16th Apr 2013
Selling your business can be motivated by many factors such as inability to continue the business, business losses, buy-out by a competitor, handsome offer by an investor, to name a few. The decision to sell your business will depend upon your sound business judgment and forecasts on the movement of the market. Whatever reason impels you to sell your business, the law has provided for a proper procedure to proceed with such sale.
Act No. 3952, as amended by Republic Act No. 111, otherwise known as the Bulk Sales Law primarily governs the sale of a business. This law is aimed at protecting creditors and suppliers from the sale by merchants or debtors of their business unduly prejudicing the former’s rights.
However, it must be noted that not all sales are covered by this law. In order for the Bulk Sales Law to operate, the sale or transfer must be done in bulk. As such, Section 1 of the Bulk Sales Law considers any of the following as sales in bulk:
1. Any sale, transfer, mortgage or assignment of a stock of goods, wares, merchandise, provisions, or materials otherwise than in the ordinary course of trade and the regular prosecution of the business of the vendor, mortgagor, transferor, or assignor
2. Any sale, transfer, mortgage or assignment of all, or substantially all, of the business or trade theretofore conducted by the vendor, mortgagor, transferor, or assignor,
3. Any sale, transfer, mortgage or assignment of all, or substantially all, of the fixtures and equipment used in and about the business of the vendor, mortgagor, transferor, or assignor.
Not all bulk sales are under the purview of the Bulk Sales Law.
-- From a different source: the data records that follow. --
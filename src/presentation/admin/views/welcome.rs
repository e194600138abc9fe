use askama::Template;

use super::{AdminFlashMessage, AdminLayout};

#[derive(Clone)]
pub struct WelcomeHomeView {
    pub greeting: String,
    pub current_time: String,
    pub features: Vec<String>,
    pub about: String,
    pub contact: String,
}

#[derive(Template)]
#[template(path = "admin/welcome_home.html")]
pub struct WelcomeHomeTemplate {
    pub view: AdminLayout<WelcomeHomeView>,
}

#[derive(Clone)]
pub struct WelcomePageView {
    pub heading: String,
    pub paragraphs: Vec<String>,
    pub flashes: Vec<AdminFlashMessage>,
}

#[derive(Template)]
#[template(path = "admin/welcome_page.html")]
pub struct WelcomePageTemplate {
    pub view: AdminLayout<WelcomePageView>,
}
The following transactions are not covered:
1. If the seller, mortgagor, transferor or assignor produces a written waiver of the provisions of the Law from his creditors as shown by verified statements;
2. Executors, administrators, receivers, assignees insolvency or public officers acting under processes of law.
If the sale of your business is covered by the Bulk Sales Law, then you need to do four things, to wit:
1. Delivery of the Sworn Statement of Listing of creditors to the buyer or mortgagee
2. Written advance disclosure to the creditors
3. Application of the proceeds
4. Recordal of the sworn listing with the Department of Trade & Industry (DTI)
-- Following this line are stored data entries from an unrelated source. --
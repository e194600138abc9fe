use axum::{
    extract::{Form, Path, Query, State},
    http::StatusCode,
    response::{IntoResponse, Redirect, Response},
};
use tracing::info;

use crate::{
    application::{admin::posts::AdminPostError, error::ErrorReport},
    domain::{
        entities::PostRecord,
        posts::{PostAttributes, PostErrors},
    },
    infra::http::admin::{
        AdminState,
        shared::{FlashQuery, found, parse_record_id},
    },
    presentation::{admin::views as admin_views, views::render_template_response},
};

use super::{
    editor::{EditorMode, build_post_editor_view},
    errors::admin_post_error,
    forms::AdminPostForm,
    panel::{
        POSTS_PATH, build_post_detail_view, build_post_list_view, flash_from_status,
        index_categories, post_href,
    },
};

const NOT_FOUND_HREF: &str = "/posts?status=not_found";
const DESTROYED_HREF: &str = "/posts?status=destroyed";

pub(crate) async fn admin_posts(
    State(state): State<AdminState>,
    Query(query): Query<FlashQuery>,
) -> Response {
    const SOURCE: &str = "infra::http::admin_posts";

    let posts = match state.posts.list_posts().await {
        Ok(posts) => posts,
        Err(err) => return admin_post_error(SOURCE, err).into_response(),
    };
    let total = match state.posts.total_posts().await {
        Ok(total) => total,
        Err(err) => return admin_post_error(SOURCE, err).into_response(),
    };
    let categories = match state.posts.list_categories().await {
        Ok(categories) => index_categories(categories),
        Err(err) => return admin_post_error(SOURCE, err).into_response(),
    };

    let content = build_post_list_view(
        &posts,
        total,
        &categories,
        flash_from_status(query.status.as_deref()),
    );
    let chrome = admin_views::AdminChrome::new(POSTS_PATH, "Posts");
    let view = admin_views::AdminLayout::new(chrome, content);
    render_template_response(admin_views::AdminPostsTemplate { view }, StatusCode::OK)
}

pub(crate) async fn admin_post_show(
    State(state): State<AdminState>,
    Path(id): Path<String>,
    Query(query): Query<FlashQuery>,
) -> Response {
    const SOURCE: &str = "infra::http::admin_post_show";

    let post = match load_post_or_redirect(&state, &id, SOURCE).await {
        Ok(post) => post,
        Err(response) => return response,
    };
    let category = match state.posts.load_category(post.category_id).await {
        Ok(category) => category,
        Err(err) => return admin_post_error(SOURCE, err).into_response(),
    };

    let content = build_post_detail_view(
        &post,
        category.as_ref(),
        flash_from_status(query.status.as_deref()),
    );
    let chrome = admin_views::AdminChrome::new(POSTS_PATH, post.title.clone());
    let view = admin_views::AdminLayout::new(chrome, content);
    render_template_response(admin_views::AdminPostShowTemplate { view }, StatusCode::OK)
}

pub(crate) async fn admin_post_new(State(state): State<AdminState>) -> Response {
    render_editor(
        &state,
        EditorMode::New,
        &PostAttributes::default(),
        &PostErrors::default(),
        "infra::http::admin_post_new",
    )
    .await
}

pub(crate) async fn admin_post_create(
    State(state): State<AdminState>,
    Form(form): Form<AdminPostForm>,
) -> Response {
    const SOURCE: &str = "infra::http::admin_post_create";

    match state.posts.create_post(form.into()).await {
        Ok(post) => found(&format!("{}?status=created", post_href(post.id))),
        Err(AdminPostError::Invalid(invalid)) => {
            render_editor(
                &state,
                EditorMode::New,
                &invalid.attributes,
                &invalid.errors,
                SOURCE,
            )
            .await
        }
        Err(err) => admin_post_error(SOURCE, err).into_response(),
    }
}

pub(crate) async fn admin_post_edit(
    State(state): State<AdminState>,
    Path(id): Path<String>,
) -> Response {
    const SOURCE: &str = "infra::http::admin_post_edit";

    let post = match load_post_or_redirect(&state, &id, SOURCE).await {
        Ok(post) => post,
        Err(response) => return response,
    };

    render_editor(
        &state,
        EditorMode::Edit(post.id),
        &PostAttributes::from(&post),
        &PostErrors::default(),
        SOURCE,
    )
    .await
}

pub(crate) async fn admin_post_update(
    State(state): State<AdminState>,
    Path(id): Path<String>,
    Form(form): Form<AdminPostForm>,
) -> Response {
    const SOURCE: &str = "infra::http::admin_post_update";

    let post = match load_post_or_redirect(&state, &id, SOURCE).await {
        Ok(post) => post,
        Err(response) => return response,
    };

    match state.posts.update_post(&post, form.into()).await {
        Ok(updated) => found(&format!("{}?status=updated", post_href(updated.id))),
        Err(AdminPostError::Invalid(invalid)) => {
            render_editor(
                &state,
                EditorMode::Edit(post.id),
                &invalid.attributes,
                &invalid.errors,
                SOURCE,
            )
            .await
        }
        Err(err) => admin_post_error(SOURCE, err).into_response(),
    }
}

/// Deletion failures are not recovered into a redirect; they surface as 500.
pub(crate) async fn admin_post_delete(
    State(state): State<AdminState>,
    Path(id): Path<String>,
) -> Response {
    const SOURCE: &str = "infra::http::admin_post_delete";

    let post = match load_post_or_redirect(&state, &id, SOURCE).await {
        Ok(post) => post,
        Err(response) => return response,
    };

    match state.posts.delete_post(&post).await {
        Ok(()) => Redirect::to(DESTROYED_HREF).into_response(),
        Err(err) => admin_post_error(SOURCE, err).into_response(),
    }
}

async fn load_post_or_redirect(
    state: &AdminState,
    raw_id: &str,
    source: &'static str,
) -> Result<PostRecord, Response> {
    let Some(id) = parse_record_id(raw_id) else {
        return Err(post_not_found(raw_id, source));
    };

    match state.posts.load_post(id).await {
        Ok(Some(post)) => Ok(post),
        Ok(None) => Err(post_not_found(raw_id, source)),
        Err(err) => Err(admin_post_error(source, err).into_response()),
    }
}

fn post_not_found(raw_id: &str, source: &'static str) -> Response {
    info!(
        target: "postboard::admin::posts",
        post_id = raw_id,
        source = source,
        "Post not found, redirecting to the list"
    );
    found(NOT_FOUND_HREF)
}

async fn render_editor(
    state: &AdminState,
    mode: EditorMode,
    attributes: &PostAttributes,
    errors: &PostErrors,
    source: &'static str,
) -> Response {
    let categories = match state.posts.list_categories().await {
        Ok(categories) => index_categories(categories),
        Err(err) => return admin_post_error(source, err).into_response(),
    };

    let content = build_post_editor_view(mode, attributes, errors, &categories);
    let chrome = admin_views::AdminChrome::new(POSTS_PATH, content.heading.clone());
    let view = admin_views::AdminLayout::new(chrome, content);

    let template = admin_views::AdminPostEditorTemplate { view };
    if errors.is_empty() {
        return render_template_response(template, StatusCode::OK);
    }

    let status = StatusCode::UNPROCESSABLE_ENTITY;
    let mut response = render_template_response(template, status);
    ErrorReport::from_message(source, status, errors.to_string()).attach(&mut response);
    response
}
Anent the first step, before you receive any of the purchase proceeds from your buyer, you must deliver to the buyer a written statement of the names and addresses of your creditors together with the amount of indebtedness owing to each creditor.
With regard to the second step, you must, at least ten days before the sale, transfer or execution of a mortgage upon any stock of goods, wares, merchandise, provisions or materials, in bulk, make a full detailed inventory thereof and to preserve the same showing the quantity and, so far as is possible with the exercise of reasonable diligence, the cost price to the vendor, transferor, mortgagor or assignor of each article to be included in the sale, transfer or mortgage, and notify every creditor whose name and address is set forth in the verified statement of the vendor, transferor, mortgagor, or assignor, at least ten days before transferring possession thereof, personally or by registered mail, of the price, terms conditions of the sale, transfer, mortgage, or assignment.
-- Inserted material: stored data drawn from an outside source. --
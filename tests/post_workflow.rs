mod support;

use postboard::{
    application::{
        admin::{categories::CreateCategoryCommand, posts::AdminPostError},
        repos::RepoError,
    },
    domain::posts::{BLANK, BODY_TOO_SHORT, MUST_EXIST, PostField, PostParams, SUMMARY_TOO_LONG},
};
use uuid::Uuid;

use support::{InMemoryStore, category_service, post_service, seed_category, valid_params};

#[tokio::test]
async fn create_persists_a_valid_post_with_zero_views() {
    let store = InMemoryStore::new();
    let category = seed_category(&store, "News").await;
    let service = post_service(&store);

    let post = service
        .create_post(valid_params(category.id))
        .await
        .expect("valid post should be created");

    assert_eq!(post.title, "Hi");
    assert_eq!(post.summary, "Short");
    assert!(post.active);
    assert_eq!(post.views, 0);
    assert_eq!(post.category_id, category.id);
    assert_eq!(store.posts().await, vec![post]);
}

#[tokio::test]
async fn create_reports_every_failing_field() {
    let store = InMemoryStore::new();
    let category = seed_category(&store, "News").await;
    let service = post_service(&store);

    let params = PostParams {
        title: Some(String::new()),
        body: Some("tiny".to_string()),
        ..valid_params(category.id)
    };

    let Err(AdminPostError::Invalid(invalid)) = service.create_post(params).await else {
        panic!("expected validation failure");
    };

    assert_eq!(invalid.errors.len(), 2);
    assert!(invalid.errors.contains(PostField::Title, BLANK));
    assert!(invalid.errors.contains(PostField::Body, BODY_TOO_SHORT));
    assert_eq!(invalid.attributes.body, "tiny");
    assert!(store.posts().await.is_empty());
}

#[tokio::test]
async fn create_requires_an_existing_category() {
    let store = InMemoryStore::new();
    let service = post_service(&store);

    let Err(AdminPostError::Invalid(invalid)) =
        service.create_post(valid_params(Uuid::new_v4())).await
    else {
        panic!("expected validation failure");
    };

    assert_eq!(invalid.errors.on(PostField::Category), vec![MUST_EXIST]);
    assert!(store.posts().await.is_empty());
}

#[tokio::test]
async fn category_removed_before_the_write_is_a_validation_failure() {
    let store = InMemoryStore::new();
    let category = seed_category(&store, "News").await;
    let service = post_service(&store);
    store.orphan_writes();

    let Err(AdminPostError::Invalid(invalid)) =
        service.create_post(valid_params(category.id)).await
    else {
        panic!("expected validation failure");
    };

    assert_eq!(invalid.errors.full_messages(), vec!["Category must exist".to_string()]);
    assert_eq!(invalid.attributes.category_id, Some(category.id));
    assert!(store.posts().await.is_empty());
}

#[tokio::test]
async fn update_applies_only_submitted_fields() {
    let store = InMemoryStore::new();
    let category = seed_category(&store, "News").await;
    let service = post_service(&store);
    let post = service
        .create_post(valid_params(category.id))
        .await
        .expect("create");

    let updated = service
        .update_post(
            &post,
            PostParams {
                title: Some("Renamed".to_string()),
                ..PostParams::default()
            },
        )
        .await
        .expect("update should succeed");

    assert_eq!(updated.id, post.id);
    assert_eq!(updated.title, "Renamed");
    assert_eq!(updated.summary, post.summary);
    assert_eq!(updated.body, post.body);
    assert_eq!(updated.created_at, post.created_at);
    assert_eq!(store.post(post.id).await, Some(updated));
}

#[tokio::test]
async fn failed_update_leaves_the_stored_post_untouched() {
    let store = InMemoryStore::new();
    let category = seed_category(&store, "News").await;
    let service = post_service(&store);
    let post = service
        .create_post(valid_params(category.id))
        .await
        .expect("create");

    let result = service
        .update_post(
            &post,
            PostParams {
                summary: Some("This is far too long".to_string()),
                ..PostParams::default()
            },
        )
        .await;

    let Err(AdminPostError::Invalid(invalid)) = result else {
        panic!("expected validation failure");
    };
    assert!(invalid.errors.contains(PostField::Summary, SUMMARY_TOO_LONG));
    assert_eq!(store.post(post.id).await, Some(post));
}

#[tokio::test]
async fn deleted_post_can_no_longer_be_loaded() {
    let store = InMemoryStore::new();
    let category = seed_category(&store, "News").await;
    let service = post_service(&store);
    let post = service
        .create_post(valid_params(category.id))
        .await
        .expect("create");

    service.delete_post(&post).await.expect("delete");

    assert_eq!(service.load_post(post.id).await.expect("load"), None);
    assert_eq!(service.total_posts().await.expect("count"), 0);
}

#[tokio::test]
async fn delete_failures_surface_as_repo_errors() {
    let store = InMemoryStore::new();
    let category = seed_category(&store, "News").await;
    let service = post_service(&store);
    let post = service
        .create_post(valid_params(category.id))
        .await
        .expect("create");
    store.fail_deletes();

    let result = service.delete_post(&post).await;

    assert!(matches!(
        result,
        Err(AdminPostError::Repo(RepoError::Persistence(_)))
    ));
    assert!(store.post(post.id).await.is_some());
}

#[tokio::test]
async fn posts_are_listed_in_creation_order() {
    let store = InMemoryStore::new();
    let category = seed_category(&store, "News").await;
    let service = post_service(&store);

    let first = service
        .create_post(valid_params(category.id))
        .await
        .expect("first");
    let second = service
        .create_post(PostParams {
            title: Some("Second".to_string()),
            ..valid_params(category.id)
        })
        .await
        .expect("second");

    let ids: Vec<Uuid> = service
        .list_posts()
        .await
        .expect("list")
        .into_iter()
        .map(|post| post.id)
        .collect();
    assert_eq!(ids, vec![first.id, second.id]);
    assert_eq!(service.total_posts().await.expect("count"), 2);
}

#[tokio::test]
async fn blank_category_fields_are_absent_and_others_kept_as_submitted() {
    let store = InMemoryStore::new();
    let service = category_service(&store);

    let category = service
        .create_category(CreateCategoryCommand {
            title: Some("  Travel ".to_string()),
            url: Some("   ".to_string()),
        })
        .await
        .expect("category should be created");

    assert_eq!(category.title.as_deref(), Some("  Travel "));
    assert_eq!(category.url, None);
    assert_eq!(service.list().await.expect("list"), vec![category]);
}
As to the third step, you must apply the purchase money to the pro-rata payment of the bona fide claims of the creditors as shown in the verified statement.
The requirements under the Bulk Sales Law must not be taken lightly. If the sworn listing is not prepared and delivered and the pro rata payments not made to the creditors, such sale or transfer of business is considered fraudulent and void. As such, the sale is not valid and no transfer or properties or business results therefrom. This effect is regardless of the motive or good faith of the seller.
Furthermore, violation of the Bulk Sales Law opens the seller to criminal liability of imprisonment not less than six months, nor more than five years, or fined in sum not exceeding five thousand pesos, or both such imprisonment and fine, in the discretion of the court.
However, non-compliance with the second step (written disclosure to the creditors) and fourth step (recordal with DTI) will not affect the validity of the sale or transfer.
It bears great emphasis that it is also unlawful for any person, firm or corporation, as owner of any stock of goods, wares, merchandise, provisions or materials, in bulk, to transfer title to the same without consideration or for a nominal consideration only.
Nicolas & De Vega Law Offices is a full service law firm in the Philippines. You may visit us at the 16th Flr., Suite 1607 AIC Burgundy Empire Tower, ADB Ave., Ortigas Center, 1605 Pasig City, Metro Manila, Philippines. You may also call us at +632 4706126, +632 4706130, +632 4016392.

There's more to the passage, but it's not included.